> _Assignment_: Take each line below that has "before" and copy it.

> _Data excerpts_:

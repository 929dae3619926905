//! End-to-end screening against the bundled demo artifacts in `models/`.

use std::path::PathBuf;

use heartscreen::adapters::{ArtifactSet, CsvReferenceSource};
use heartscreen::application::pipeline;
use heartscreen::application::ArtifactScreeningService;
use heartscreen::config::ScreeningConfig;
use heartscreen::domain::{
    encode, ChestPainType, ClinicalInput, ExplanationOutcome, RestingEcg, Sex, StSlope,
    FEATURE_NAMES, SCALED_FEATURES,
};
use heartscreen::ports::{Classifier, ReferenceSource};
use heartscreen::{RiskLabel, ScreeningError};

fn demo_config() -> ScreeningConfig {
    ScreeningConfig::default()
        .with_artifact_dir(PathBuf::from(env!("CARGO_MANIFEST_DIR")).join("models"))
}

fn scenario_a() -> ClinicalInput {
    ClinicalInput {
        age: 50,
        sex: Sex::Male,
        chest_pain_type: ChestPainType::Asymptomatic,
        resting_bp: 120,
        cholesterol: 200,
        fasting_bs_high: false,
        resting_ecg: RestingEcg::Normal,
        max_hr: 150,
        exercise_angina: false,
        oldpeak: 0.0,
        st_slope: StSlope::Up,
    }
}

fn high_risk_patient() -> ClinicalInput {
    ClinicalInput {
        age: 67,
        cholesterol: 0,
        fasting_bs_high: true,
        resting_ecg: RestingEcg::StAbnormality,
        max_hr: 108,
        exercise_angina: true,
        oldpeak: 2.4,
        st_slope: StSlope::Flat,
        ..scenario_a()
    }
}

#[test]
fn scenario_a_encodes_to_expected_vector() {
    let features = encode(&scenario_a());
    assert_eq!(
        features.to_array(),
        [50.0, 120.0, 200.0, 0.0, 150.0, 0.0, 1.0, 0.0, 0.0, 0.0, 0.0, 0.0, 0.0, 0.0, 0.0]
    );
}

#[test]
fn scenario_b_imputes_missing_cholesterol() {
    let a = encode(&scenario_a()).to_array();
    let b = encode(&ClinicalInput {
        cholesterol: 0,
        ..scenario_a()
    })
    .to_array();

    assert_eq!(b[2], 237.0);
    assert_eq!(b[14], 1.0);
    for j in (0..FEATURE_NAMES.len()).filter(|&j| j != 2 && j != 14) {
        assert_eq!(a[j], b[j], "slot {} changed", FEATURE_NAMES[j]);
    }
}

#[test]
fn scaling_changes_only_continuous_slots() {
    let artifacts = ArtifactSet::load(&demo_config()).expect("demo artifacts");
    let features = encode(&high_risk_patient());
    let scaled = pipeline::scale(&features, artifacts.scaler.as_ref()).expect("scale");

    for (j, (name, (before, after))) in FEATURE_NAMES
        .iter()
        .zip(features.to_array().into_iter().zip(scaled.to_array()))
        .enumerate()
    {
        if SCALED_FEATURES.contains(name) {
            assert_ne!(before, after, "slot {j} ({name}) should be scaled");
        } else {
            assert_eq!(before.to_bits(), after.to_bits(), "slot {j} ({name}) changed");
        }
    }
}

#[test]
fn demo_manifest_verifies() {
    let config = ScreeningConfig {
        require_manifest: true,
        ..demo_config()
    };
    let artifacts = ArtifactSet::load(&config).expect("manifest must match demo artifacts");
    assert!(artifacts.verified);
    assert_eq!(artifacts.classifier.n_features(), FEATURE_NAMES.len());
}

#[test]
fn full_screening_is_additive_and_consistent() {
    let service = ArtifactScreeningService::from_config(&demo_config()).expect("service");

    for input in [scenario_a(), high_risk_patient()] {
        let report = service.screen(&input).expect("screen");
        let prediction = report.prediction;
        assert!((0.0..=1.0).contains(&prediction.probability));
        // Logistic decision and probability agree at the boundary.
        assert_eq!(
            prediction.label == RiskLabel::HighRisk,
            prediction.probability > 0.5
        );

        let attribution = report
            .explanation
            .attribution()
            .expect("attribution available with demo artifacts");
        assert!(attribution.additivity_gap() < 1e-6);
        assert!((attribution.model_output - prediction.probability).abs() < 1e-12);
        assert_eq!(attribution.contributions.len(), FEATURE_NAMES.len());
    }

    let high = service.screen(&high_risk_patient()).unwrap();
    assert_eq!(high.prediction.label, RiskLabel::HighRisk);
}

#[test]
fn explanations_are_reproducible_across_processes() {
    let first = ArtifactScreeningService::from_config(&demo_config())
        .unwrap()
        .screen(&high_risk_patient())
        .unwrap();
    let second = ArtifactScreeningService::from_config(&demo_config())
        .unwrap()
        .screen(&high_risk_patient())
        .unwrap();
    assert_eq!(first.explanation, second.explanation);
}

#[test]
fn reference_loader_is_deterministic() {
    let source = CsvReferenceSource::from_config(&demo_config());
    let a = source.load().expect("reference");
    let b = source.load().expect("reference");
    assert_eq!(a.len(), 50);
    assert_eq!(a, b);
    for (x, y) in a.rows().iter().zip(b.rows()) {
        for (u, v) in x.to_array().iter().zip(y.to_array()) {
            assert_eq!(u.to_bits(), v.to_bits());
        }
    }
}

#[test]
fn missing_reference_keeps_prediction() {
    let config = ScreeningConfig {
        reference_file: "does_not_exist.csv".to_string(),
        ..demo_config()
    };
    let service = ArtifactScreeningService::from_config(&config).expect("service");
    let report = service.screen(&scenario_a()).expect("prediction must survive");

    assert!(matches!(
        report.explanation,
        ExplanationOutcome::Unavailable { .. }
    ));
    let baseline = service.predict_only(&scenario_a()).unwrap();
    assert_eq!(report.prediction, baseline.prediction);
}

#[test]
fn missing_model_is_fatal() {
    let config = ScreeningConfig {
        model_file: "missing.json".to_string(),
        ..demo_config()
    };
    assert!(matches!(
        ArtifactScreeningService::from_config(&config),
        Err(ScreeningError::ArtifactLoad { .. })
    ));
}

> _Your response_:
    for (j, (name, (before, after))) in FEATURE_NAMES
            assert_ne!(before, after, "slot {j} ({name}) should be scaled");
            assert_eq!(before.to_bits(), after.to_bits(), "slot {j} ({name}) changed");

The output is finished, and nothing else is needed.